Back in the day, I would sit at my friend's kitchen table and tell him what a different person I was after my summer experiences. "It's really weird being back," I would say, staring off into the TV and fingering my hair. He would laugh, and reply, "Nah, man. You're still the same."
The idea of change and improvement obsessed me. As I packed for college, I thought of the life I would forge for myself, full of high-fives, relationships, and meandering adventures around the city. No more would I spend my Saturday nights watching movies, or driving with friends around Syracuse's boulevard, wishing we were somewhere else. And so I strived to be more outgoing, to approach people with a firm handshake and a smile. Arriving at college, other people seemed to change as well. The kids on my freshman year floor tried on and chucked identities: from the over-achiever to the lush, from the attached to the free.

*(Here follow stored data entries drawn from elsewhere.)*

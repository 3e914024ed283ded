// Standard change log lock coordinator
// Polls until the lock is free or the wait timeout elapses; never releases another holder

use std::sync::Arc;
use std::sync::atomic::{AtomicBool, Ordering};
use std::time::Duration;

use async_trait::async_trait;
use lockwarden_common::{CancelSignal, Configuration, LockError, Result};
use lockwarden_store::{LockRecord, LockStore};
use tokio::time::Instant;
use tracing::{debug, info, warn};

use crate::traits::{LockCoordinator, LockOutcome, held_records};

pub const STANDARD_PRIORITY: i32 = 1;

const NAME: &str = "standard";

pub struct StandardCoordinator {
    holder: String,
    store: Arc<dyn LockStore>,
    recheck_interval: Duration,
    wait_timeout: Duration,
    has_lock: AtomicBool,
}

impl StandardCoordinator {
    pub fn new(
        store: Arc<dyn LockStore>,
        holder: impl Into<String>,
        recheck_interval: Duration,
        wait_timeout: Duration,
    ) -> Self {
        Self {
            holder: holder.into(),
            store,
            recheck_interval,
            wait_timeout,
            has_lock: AtomicBool::new(false),
        }
    }

    pub fn from_configuration(store: Arc<dyn LockStore>, configuration: &Configuration) -> Self {
        let holder = configuration
            .lock_holder()
            .unwrap_or_else(Self::default_holder);
        Self::new(
            store,
            holder,
            configuration.recheck_interval(),
            configuration.wait_timeout(),
        )
    }

    /// `"<hostname> (<pid>)"`; never parses as an instance identity
    pub fn default_holder() -> String {
        let host = hostname::get()
            .map(|h| h.to_string_lossy().into_owned())
            .unwrap_or_else(|_| "localhost".to_string());
        format!("{} ({})", host, std::process::id())
    }

    pub fn holder(&self) -> &str {
        &self.holder
    }

    async fn timed_out(&self) -> LockError {
        match self.store.read().await {
            Ok(record) => LockError::LockTimeout {
                granted_at: record.granted_at_display(),
                holder: record.holder.unwrap_or_else(|| "unknown".to_string()),
            },
            Err(e) => e,
        }
    }
}

#[async_trait]
impl LockCoordinator for StandardCoordinator {
    fn name(&self) -> &str {
        NAME
    }

    fn priority(&self) -> i32 {
        STANDARD_PRIORITY
    }

    fn is_eligible(&self) -> bool {
        true
    }

    async fn wait_for_lock(&self, cancel: &CancelSignal) -> Result<LockOutcome> {
        if self.has_lock() {
            return Ok(LockOutcome::Acquired);
        }

        let deadline = Instant::now() + self.wait_timeout;
        loop {
            if cancel.is_cancelled() {
                info!("Stopped waiting for change log lock");
                return Ok(LockOutcome::Cancelled);
            }

            if self.store.try_acquire(&self.holder).await? {
                self.has_lock.store(true, Ordering::SeqCst);
                info!(holder = %self.holder, "Acquired change log lock");
                return Ok(LockOutcome::Acquired);
            }

            let now = Instant::now();
            if now >= deadline {
                let error = self.timed_out().await;
                warn!(error = %error, "Gave up waiting for change log lock");
                return Err(error);
            }

            let pause = self.recheck_interval.min(deadline - now);
            debug!(pause_ms = pause.as_millis() as u64, "Waiting for change log lock");
            if cancel
                .run_until_cancelled(tokio::time::sleep(pause))
                .await
                .is_none()
            {
                info!("Stopped waiting for change log lock");
                return Ok(LockOutcome::Cancelled);
            }
        }
    }

    async fn release_lock(&self) -> Result<bool> {
        let released = self.store.release(&self.holder).await?;
        self.has_lock.store(false, Ordering::SeqCst);
        if released {
            info!(holder = %self.holder, "Released change log lock");
        }
        Ok(released)
    }

    fn has_lock(&self) -> bool {
        self.has_lock.load(Ordering::SeqCst)
    }

    async fn list_locks(&self) -> Result<Vec<LockRecord>> {
        held_records(self.store.as_ref()).await
    }

    async fn force_release_lock(&self) -> Result<()> {
        self.store.force_release().await?;
        self.has_lock.store(false, Ordering::SeqCst);
        warn!("Change log lock force-released");
        Ok(())
    }
}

So college danced by, and a month ago, cleaning my room in Syracuse in preparation for moving on, I uncovered two essays I wrote to get into Columbia. Two hundred and fifty words each, they flirt with language and concepts I never understood, but approach knowledge and exploration in a wide-eyed, earnest way. Are these still me? The first one discusses my encounter with "a green alien with three eyes who spoke only in prose poetry," who commanded me to "'Make a camera and take a snapshot of your soul.'" I will spare you the rest of the piece, but I used the line, "I sing Carrols of Coleridge, and Bellow out Borges." I had never even read Coleridge.
My mother read the essay to me over the phone a few nights back. I kept giggling, and murmuring, "Oy vey, oy vey" with each line. But she still thought my words were beautiful, and I hope I am such an undiscerning critic to whatever my children produce.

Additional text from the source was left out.